Le Président français ne pouvait évidemment manquer la célébration de ce « travail historique » qu’il a mené pendant plusieurs années en affrontant Angela Merkel pour imposer une étape nouvelle dans l’intégration budgétaire en Europe. Conforme à la doctrine en vigueur dans les élites françaises, l’achèvement de l’Europe passe par le dépassement d’une simple union monétaire, comme le conçoit l’Allemagne (héritière du Zollverein prussien), et par la mise en place d’une union budgétaire avec des impôts communs.

Sur ce chemin dont l’histoire dira s’il est ou non un miroir aux alouettes (la création d’impôts communs n’ayant pas le même effet partout dans le monde…), l’accord du 20 juillet marque effectivement une étape significative. On jugera en 2022 si les Français la reçoivent comme telle ou pas.
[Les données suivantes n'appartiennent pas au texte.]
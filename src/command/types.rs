//! 指令数据模型：Mention（入站消息）、Command（识别结果）

use chrono::{DateTime, Utc};

/// 帖子类型
#[derive(Debug, Clone, Copy, PartialEq, Eq, Default)]
pub enum PostType {
    #[default]
    Standalone,
    Reply,
    Quote,
}

/// 帖子中附带的图片
#[derive(Debug, Clone, PartialEq, Eq)]
pub struct ImageRef {
    pub url: String,
    pub alt: Option<String>,
}

/// 一条指向机器人的 mention，收到后不再修改
#[derive(Debug, Clone, Default)]
pub struct Mention {
    /// 帖子 URI，用于去重与回复线程
    pub id: String,
    pub cid: String,
    pub author_handle: String,
    pub author_did: String,
    pub text: String,
    pub post_type: PostType,
    pub created_at: Option<DateTime<Utc>>,
    pub images: Vec<ImageRef>,
    /// 所回复的帖子（用于取图）
    pub parent_uri: Option<String>,
    /// 线程根（回复时沿用）
    pub root: Option<PostRef>,
    /// 引用的帖子（用于取图）
    pub quoted_uri: Option<String>,
}

/// uri + cid，回复时需要
#[derive(Debug, Clone, PartialEq, Eq)]
pub struct PostRef {
    pub uri: String,
    pub cid: String,
}

/// 指令类型（封闭集合）
#[derive(Debug, Clone, Copy, PartialEq, Eq, Hash)]
pub enum CommandKind {
    RunJobFile,
    ClassifyImage,
    DetectHotdog,
    DetectArbitraryClass,
    GenerateAltText,
    CommunityJob,
    None,
}

impl CommandKind {
    /// 稳定的 snake_case 名称，也是等待时间覆盖配置的键
    pub fn name(&self) -> &'static str {
        match self {
            CommandKind::RunJobFile => "run_job",
            CommandKind::ClassifyImage => "classify",
            CommandKind::DetectHotdog => "hotdog",
            CommandKind::DetectArbitraryClass => "arbitrary_class",
            CommandKind::GenerateAltText => "alt_text",
            CommandKind::CommunityJob => "community",
            CommandKind::None => "none",
        }
    }

    /// 是否需要一张图片作为输入
    pub fn needs_image(&self) -> bool {
        matches!(
            self,
            CommandKind::ClassifyImage
                | CommandKind::DetectHotdog
                | CommandKind::DetectArbitraryClass
                | CommandKind::GenerateAltText
        )
    }
}

impl std::fmt::Display for CommandKind {
    fn fmt(&self, f: &mut std::fmt::Formatter<'_>) -> std::fmt::Result {
        f.write_str(self.name())
    }
}

/// 参数：哪些字段有值取决于指令类型
#[derive(Debug, Clone, Default, PartialEq, Eq)]
pub struct CommandParams {
    pub url: Option<String>,
    pub class_name: Option<String>,
    pub text: Option<String>,
}

/// 识别结果：一个类型 + 参数
#[derive(Debug, Clone, PartialEq, Eq)]
pub struct Command {
    pub kind: CommandKind,
    pub params: CommandParams,
}

impl Command {
    pub fn none() -> Self {
        Self::new(CommandKind::None)
    }

    pub fn new(kind: CommandKind) -> Self {
        Self {
            kind,
            params: CommandParams::default(),
        }
    }

    pub fn is_none(&self) -> bool {
        self.kind == CommandKind::None
    }
}
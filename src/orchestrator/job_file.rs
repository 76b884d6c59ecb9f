//! 用户链接的任务文件：下载与解析
//!
//! URL 在识别阶段不做校验，到这里下载时才检查（仅 http / https）。

use reqwest::Client;
use serde_json::Value;

use crate::core::BotError;

/// 下载任务文件；非 200 视为失败
pub async fn fetch_job_file(client: &Client, raw_url: &str) -> Result<String, BotError> {
    let url = url::Url::parse(raw_url)
        .map_err(|e| BotError::Template(format!("invalid job file URL {raw_url:?}: {e}")))?;
    if !matches!(url.scheme(), "http" | "https") {
        return Err(BotError::Template(format!(
            "job file URL must be http or https, got {}",
            url.scheme()
        )));
    }

    tracing::info!("Getting job file from URL: {}", url);
    let resp = client.get(url).send().await?;
    if resp.status() != reqwest::StatusCode::OK {
        return Err(BotError::from_response(resp).await);
    }
    Ok(resp.text().await?)
}

/// 解析 YAML 或 JSON 任务文件；顶层若有 `Job` 包装则取其内容
pub fn parse_job_file(raw: &str) -> Result<Value, BotError> {
    let value: Value = serde_yaml::from_str(raw)
        .map_err(|e| BotError::Template(format!("job file is not valid YAML or JSON: {e}")))?;
    let job = match value {
        Value::Object(mut map) if map.contains_key("Job") => map.remove("Job").unwrap_or(Value::Null),
        other => other,
    };
    if !job.is_object() {
        return Err(BotError::Template("job file must describe a single job object".to_string()));
    }
    Ok(job)
}
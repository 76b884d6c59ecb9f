//! 可观测性：tracing 日志
//!
//! 默认级别 info，可用 RUST_LOG 覆盖（如 `RUST_LOG=bbb=debug`）。

use tracing_subscriber::{fmt, prelude::*, EnvFilter};

pub fn init() {
    let filter = EnvFilter::try_from_default_env().unwrap_or_else(|_| EnvFilter::new("info"));
    tracing_subscriber::registry()
        .with(filter)
        .with(fmt::layer().with_target(false))
        .init();
}
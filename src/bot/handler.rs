//! 单条 mention 的处理：准备输入 → 构建任务 → 分发 → 上传长输出 → 组织回复 → 发送 → 记账
//!
//! 任何一步失败都会落到某种 JobOutcome，最终总会给用户一条回复（发送本身失败除外）。

use async_trait::async_trait;

use crate::bot::BotComponents;
use crate::command::{Command, CommandKind, ImageRef, Mention};
use crate::core::BotError;
use crate::dispatch::JobOutcome;
use crate::integrations::{storage::result_key, BlueskyClient};
use crate::orchestrator::{fetch_job_file, TemplateInputs};
use crate::reply::ReplyContext;

/// 处理 mention 时需要的社交网络能力
#[async_trait]
pub trait SocialClient: Send + Sync {
    /// 某个帖子（父帖 / 引用帖）上的图片
    async fn post_images(&self, uri: &str) -> Result<Vec<ImageRef>, BotError>;

    /// 回复 mention，返回回复帖子的 id
    async fn reply(&self, mention: &Mention, text: &str) -> Result<String, BotError>;
}

#[async_trait]
impl SocialClient for BlueskyClient {
    async fn post_images(&self, uri: &str) -> Result<Vec<ImageRef>, BotError> {
        self.get_post_images(uri).await
    }

    async fn reply(&self, mention: &Mention, text: &str) -> Result<String, BotError> {
        BlueskyClient::reply(self, mention, text).await
    }
}

/// 处理一条已识别的 mention，返回回复帖子的 id
pub async fn handle_mention(
    components: &BotComponents,
    social: &dyn SocialClient,
    mention: &Mention,
    command: &Command,
) -> Result<String, BotError> {
    tracing::info!(
        "Handling {} from @{} ({})",
        command.kind,
        mention.author_handle,
        mention.id
    );

    let outcome = match run_command(components, social, mention, command).await {
        Ok(outcome) => outcome,
        Err(e) => {
            tracing::warn!("Could not prepare {} for {}: {}", command.kind, mention.id, e);
            JobOutcome::SubmissionFailed {
                reason: e.to_string(),
            }
        }
    };

    let mut ctx = ReplyContext::new(command.kind, mention.author_handle.clone());
    if let JobOutcome::Succeeded { job_id, stdout, .. } = &outcome {
        if stdout.trim().chars().count() > components.inline_limit {
            ctx.output_link = publish_output(components, job_id, stdout).await;
        }
    }

    let text = components.composer.compose(&outcome, &ctx);
    let reply_id = social.reply(mention, &text).await?;
    tracing::info!("Replied to {} with {}", mention.id, reply_id);

    components.ledger.record(&mention.id)?;
    components.ledger.record(&reply_id)?;
    Ok(reply_id)
}

/// 准备输入并分发；准备阶段的错误由调用方转为 SubmissionFailed
async fn run_command(
    components: &BotComponents,
    social: &dyn SocialClient,
    mention: &Mention,
    command: &Command,
) -> Result<JobOutcome, BotError> {
    let image = if command.kind.needs_image() {
        resolve_image(social, mention).await
    } else {
        None
    };

    let job_file = match (command.kind, command.params.url.as_deref()) {
        (CommandKind::RunJobFile, Some(url)) => Some(fetch_job_file(&components.http, url).await?),
        _ => None,
    };

    let inputs = TemplateInputs {
        image_url: image.as_ref().map(|i| i.url.as_str()),
        job_file: job_file.as_deref(),
    };
    let submission = components.templates.build(command, &inputs)?;
    Ok(components.dispatcher.dispatch(submission).await)
}

/// mention 自带图片优先，其次父帖、引用帖
async fn resolve_image(social: &dyn SocialClient, mention: &Mention) -> Option<ImageRef> {
    if let Some(img) = mention.images.first() {
        return Some(img.clone());
    }
    for uri in [mention.parent_uri.as_deref(), mention.quoted_uri.as_deref()]
        .into_iter()
        .flatten()
    {
        match social.post_images(uri).await {
            Ok(images) => {
                if let Some(img) = images.into_iter().next() {
                    return Some(img);
                }
            }
            Err(e) => tracing::warn!("Could not load images from {}: {}", uri, e),
        }
    }
    None
}

/// 上传输出并尽量缩短链接；任一步失败时回退为内联
async fn publish_output(components: &BotComponents, job_id: &str, stdout: &str) -> Option<String> {
    let storage = components.storage.as_ref()?;
    let url = match storage
        .upload(&result_key(job_id), stdout.as_bytes().to_vec(), "text/plain; charset=utf-8")
        .await
    {
        Ok(url) => url,
        Err(e) => {
            tracing::warn!("Could not upload output of job {}: {}", job_id, e);
            return None;
        }
    };
    match &components.shortener {
        Some(shortener) => match shortener.shorten(&url).await {
            Ok(short) => Some(short),
            Err(e) => {
                tracing::warn!("Could not shorten {}: {}", url, e);
                Some(url)
            }
        },
        None => Some(url),
    }
}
"Je veux que nos concitoyens mesurent ce qu'il s'est passé durant ces quatre jours et quatre nuits. C'est le fruit d'un travail historique de trois ans entre la France et l'Allemagne."   

Emmanuel Macron

Vers des impôts européens

Au-delà des 40 milliards immédiats que cet accord apporte à la France dans des conditions financières contestables, l’innovation majeure de l’accord tient à la création d’impôts européens pour financer cet emprunt de 750 milliards. Si l’accord du 20 juillet est resté évasif sur la question, notamment du fait de la réticence de l’Allemagne, il n’en demeure pas moins que le remboursement devrait être assuré par des taxes.

La liste de celles-ci semble pour l’instant interminable : taxe sur le plastique, sur le carbone, sur le numérique, etc. Autrement dit, la Commission va se doter d’une administration fiscale, selon toute vraisemblance, pour faire rentrer l’argent de ces impôts sur lesquels personne n’a jugé utile de claironner, à part Emmanuel Macron qui semble y retrouver des mots connus.

Le fantasme trumpien de la taxe aux frontières

Avec une forte dose de naïveté, peut-être mêlée à la mauvaise foi, Emmanuel Macron a donc prétendu que ces taxes ne seraient pas payées par les Européens, mais par les « grandes entreprises » et les « acteurs internationaux » qui ne jouent pas le jeu des politiques européennes. Pour le coup, on demande vraiment à voir comment cette affaire va se goupiller dans les mois à venir.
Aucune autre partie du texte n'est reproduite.